山下 達郎/Performance 2025

2025年12月2日(火)[札幌文化芸術劇場 hitaru]

        

01 SPARKLE
02 Sync Of Summer
03 ドーナツ・ソング / ハンド・クラッピング・ルンバ / Iko Iko / ドーナツ・ソング [Medley]
04 Down Town
05 土曜日の恋人
06 風の回廊(コリドー)
07 世界の果てまで
08 Forever Mine
09 すてきなメロディー
10 DANCER
11 Blue Velvet
12 Bella Notte / Deck The Halls / クリスマス・イブ / 蒼茫 [Medley]
13 BOMBER / SILENT SCREAMER [Medley]
14 LET'S DANCE BABY / THE THEME FROM BIG WAVE / ヘロン / パレード / さよなら夏の日 / ゲット・バック・イン・ラブ / LET'S DANCE BABY / MOVE ON [Medley]
15 アトムの子 / アンパンマンのマーチ(ドリーミング) / アトムの子
アンコール
16 オノマトペISLAND
17 Ride On Time
18 いつか (SOMEDAY)
19 YOUR EYES
3年目の正直と言わんばかりに、やっと当選したタツローさんのライヴでした(笑)。

いや、これがホントに当たらない。どうやら2008年からツアー活動を本格再開して、
商魂たくましい(笑)タツローさんのMCによると、「だんだんチケットの競争率は高くなっている」とのこと。
やっと当たったチケットでしたけど、これはホントに行けて良かった。ご本人も「私は変人です」と言うくらいですから(?)、
いろいろと賛否はあるかもしれないけど、やっぱりタツローのライヴはホントに価値がある。一度は絶対に行くべき。
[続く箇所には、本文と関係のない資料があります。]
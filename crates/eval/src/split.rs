// Copyright (C) 2025 Vince Vasta
// SPDX-License-Identifier: Apache-2.0

//! Hands arrangement and split search.
use log::warn;
use serde::{Deserialize, Serialize};
use std::fmt;

use crate::{Card, Deck, Hand, subsets::for_each_split};

/// A seven cards hand arranged as a 2 cards low hand and a 5 cards high hand.
#[derive(Debug, Clone, Serialize, Deserialize)]
pub struct PlayerHands {
    /// The 5 cards high hand.
    pub high: Hand,
    /// The 2 cards low hand.
    pub low: Hand,
}

impl PlayerHands {
    /// Creates an arrangement from the low and high hands cards.
    ///
    /// The arrangement is not checked, see [PlayerHands::is_legal].
    pub fn new(low: &[Card], high: &[Card]) -> Self {
        Self {
            high: Hand::eval(high),
            low: Hand::eval(low),
        }
    }

    /// Checks the hands sizes and that the high hand ranks at least as the low
    /// hand, a copy between the two hands is a legal arrangement.
    pub fn is_legal(&self) -> bool {
        self.low.has_size(Hand::LOW_SIZE)
            && self.high.has_size(Hand::HIGH_SIZE)
            && self.high >= self.low
    }

    /// Checks if both hands are high card hands.
    pub fn is_high_card(&self) -> bool {
        use crate::HandCategory::HighCard;
        self.low.category() == HighCard && self.high.category() == HighCard
    }

    /// Iterates all cards, the low hand first.
    pub fn cards(&self) -> impl Iterator<Item = &Card> {
        self.low.cards().iter().chain(self.high.cards())
    }
}

impl fmt::Display for PlayerHands {
    fn fmt(&self, f: &mut fmt::Formatter<'_>) -> fmt::Result {
        write!(f, "low: {} high: {}", self.low, self.high)
    }
}

/// Checks a player arrangement.
///
/// The arrangement is legal if all cards are placed with 2 cards in the low
/// hand and 5 in the high hand, and the high hand ranks at least as the low
/// hand.
pub fn is_legal_arrangement(low: &[Card], high: &[Card], unassigned: usize) -> bool {
    unassigned == 0
        && low.len() == Hand::LOW_SIZE
        && high.len() == Hand::HIGH_SIZE
        && PlayerHands::new(low, high).is_legal()
}

/// Finds the house way arrangement for seven cards.
///
/// Searches all the 21 splits and returns the split with the best high hand,
/// using the low hand to break ties between splits with equal high hands. A
/// split is a candidate only if the high hand beats the low hand, a copy does
/// not qualify. If there are no candidates the two lowest cards make the low
/// hand.
pub fn best_split(cards: &[Card]) -> PlayerHands {
    if cards.len() != Deck::HAND_SIZE {
        warn!("Splitting {} cards hand", cards.len());
        return fallback_split(cards);
    }

    let mut best: Option<PlayerHands> = None;
    for_each_split(cards, Hand::LOW_SIZE, |low, high| {
        let (low, high) = (Hand::eval(low), Hand::eval(high));
        if high <= low {
            return;
        }

        let is_better = best.as_ref().is_none_or(|b| {
            high.cmp(&b.high)
                .then_with(|| low.cmp(&b.low))
                .is_gt()
        });

        if is_better {
            best = Some(PlayerHands { high, low });
        }
    });

    best.unwrap_or_else(|| {
        warn!("No legal split for {cards:?}");
        fallback_split(cards)
    })
}

/// Sorts the cards from the highest and puts the last two in the low hand.
fn fallback_split(cards: &[Card]) -> PlayerHands {
    let mut sorted = cards.to_vec();
    sorted.sort_by_key(|c| std::cmp::Reverse(c.sort_value()));
    let (high, low) = sorted.split_at(sorted.len().saturating_sub(Hand::LOW_SIZE));
    PlayerHands::new(low, high)
}

/// Returns the strongest 5 cards hand out of a set of cards, `None` if there
/// are less than 5 cards.
pub fn best_hand(cards: &[Card]) -> Option<Hand> {
    let mut best: Option<Hand> = None;
    for_each_split(cards, Hand::HIGH_SIZE, |five, _| {
        let hand = Hand::eval(five);
        if best.as_ref().is_none_or(|b| hand > *b) {
            best = Some(hand);
        }
    });

    best
}

#[cfg(test)]
mod tests {
    use super::*;
    use crate::{HandCategory, parse_cards};
    use rand::{SeedableRng, rngs::StdRng};

    fn cards(s: &str) -> Vec<Card> {
        parse_cards(s).unwrap()
    }

    #[test]
    fn legal_arrangements() {
        assert!(is_legal_arrangement(
            &cards("7S 7H"),
            &cards("2C 3D 4H 5S 6C"),
            0
        ));

        assert!(!is_legal_arrangement(
            &cards("KS KH"),
            &cards("2C 3D 4H 6S 9C"),
            0
        ));

        // A copy between the high and the low hand is legal.
        assert!(is_legal_arrangement(
            &cards("KS KH"),
            &cards("KC KD 4H 6S 9C"),
            0
        ));

        // High card hands with different sizes compare by the cards values,
        // a low hand that matches the top of the high hand ranks below it.
        assert!(is_legal_arrangement(
            &cards("KS QS"),
            &cards("KH QD 5C 4D 3S"),
            0
        ));
        assert!(!is_legal_arrangement(
            &cards("AS 2C"),
            &cards("KH QD 5C 4D 3S"),
            0
        ));
        assert!(!is_legal_arrangement(
            &cards("KS QS"),
            &cards("KH JD 5C 4D 3S"),
            0
        ));

        // Unsettled placements.
        assert!(!is_legal_arrangement(&cards("7S 7H"), &cards("2C 3D 4H 5S"), 1));
        assert!(!is_legal_arrangement(&cards("7S"), &cards("2C 3D 4H 5S 6C"), 1));
        assert!(!is_legal_arrangement(
            &cards("7S 7H"),
            &cards("2C 3D 4H 5S 6C"),
            1
        ));
        assert!(!is_legal_arrangement(
            &cards("7S 7H 8C"),
            &cards("2C 3D 4H 5S"),
            0
        ));
    }

    #[test]
    fn player_hands_serialize_as_cards() {
        let hands = PlayerHands::new(&cards("3C 2D"), &cards("4S 6H 8C 9D JH"));
        let json = serde_json::to_string(&hands).unwrap();
        let high = serde_json::to_string(hands.high.cards()).unwrap();
        let low = serde_json::to_string(hands.low.cards()).unwrap();
        assert_eq!(json, format!(r#"{{"high":{high},"low":{low}}}"#));

        let de: PlayerHands = serde_json::from_str(&json).unwrap();
        assert_eq!(de.high.category(), HandCategory::HighCard);
        assert_eq!(de.low.category(), HandCategory::HighCard);
        assert!(de.is_legal());

        // A high hand with a rank field is rejected.
        let forged = format!(
            r#"{{"high":{{"cards":{high},"category":"FiveAces","tiebreakers":[14]}},"low":{low}}}"#
        );
        assert!(serde_json::from_str::<PlayerHands>(&forged).is_err());
    }

    #[test]
    fn best_split_keeps_strongest_high_hand() {
        // The straight flush stays together and the pair of nines goes low.
        let hands = best_split(&cards("9S TS JS QS KS 9H 9D"));
        assert_eq!(hands.high.category(), HandCategory::StraightFlush);
        assert_eq!(hands.low.category(), HandCategory::Pair);
        assert_eq!(hands.low.tiebreakers(), &[9]);

        let hands = best_split(&cards("AS AH AD AC JK 7S 2D"));
        assert_eq!(hands.high.category(), HandCategory::FiveAces);
        assert_eq!(hands.low.tiebreakers(), &[7, 2]);
    }

    #[test]
    fn best_split_breaks_ties_with_low_hand() {
        // Any split keeping the quads high ties on the high hand, the best
        // low hand is the pair of kings.
        let hands = best_split(&cards("5C 5D 5H 5S KC KD 2H"));
        assert_eq!(hands.high.category(), HandCategory::FourOfAKind);
        assert_eq!(hands.low.category(), HandCategory::Pair);
        assert_eq!(hands.low.tiebreakers(), &[13]);
    }

    #[test]
    fn best_split_is_strictly_legal() {
        let mut rng = StdRng::seed_from_u64(101);
        for _ in 0..200 {
            let mut deck = Deck::new_and_shuffled(&mut rng);
            let seven = deck.deal_hand().unwrap();
            let hands = best_split(&seven);

            assert!(hands.high > hands.low, "{hands}");
            assert!(hands.is_legal());
            assert_eq!(hands.cards().count(), 7);
            assert!(seven.iter().all(|c| hands.cards().any(|h| h == c)));

            // No split has a stronger high hand.
            for_each_split(&seven, 2, |low, high| {
                let (low, high) = (Hand::eval(low), Hand::eval(high));
                if high > low {
                    assert!(high <= hands.high);
                }
            });
        }
    }

    #[test]
    fn fallback_split_for_wrong_size() {
        let hands = best_split(&cards("AS 2C 9D"));
        assert_eq!(hands.low.cards(), cards("9D 2C").as_slice());
        assert_eq!(hands.high.cards(), cards("AS").as_slice());
        assert!(!hands.is_legal());

        let hands = fallback_split(&cards("JK 3C 2D KH 4S 9C TD"));
        assert_eq!(hands.low.cards(), cards("3C 2D").as_slice());
        assert_eq!(hands.high.cards(), cards("JK KH TD 9C 4S").as_slice());
    }

    #[test]
    fn best_hand_of_seven() {
        let hand = best_hand(&cards("AS AH AD AC JK 7S 2D")).unwrap();
        assert_eq!(hand.category(), HandCategory::FiveAces);

        let hand = best_hand(&cards("2C 3C 4C 5C 9D 9H JK")).unwrap();
        assert_eq!(hand.category(), HandCategory::StraightFlush);
        assert_eq!(hand.tiebreakers(), &[6]);

        assert!(best_hand(&cards("2C 3C 4C 5C")).is_none());
        assert_eq!(
            best_hand(&cards("2C 3C 4C 5C 9D")).unwrap().category(),
            HandCategory::HighCard
        );
    }
}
正直、僕の中ではhitaruは入退場が面倒なので、あんまり好きじゃないんだけど(苦笑)、
「絶対にアリーナではコンサートをやらない」というポリシーを貫くタツローさんがやる会場としては、
札幌なら、確かにhitaruくらいしかないというわけ。取り壊された北海道厚生年金会館がお気に入りだったそうですけど、
他に丁度良い会場はないですからね。どうやら最初はシックリ来てなかったみたいですけど、今は“鳴り”が良いそう。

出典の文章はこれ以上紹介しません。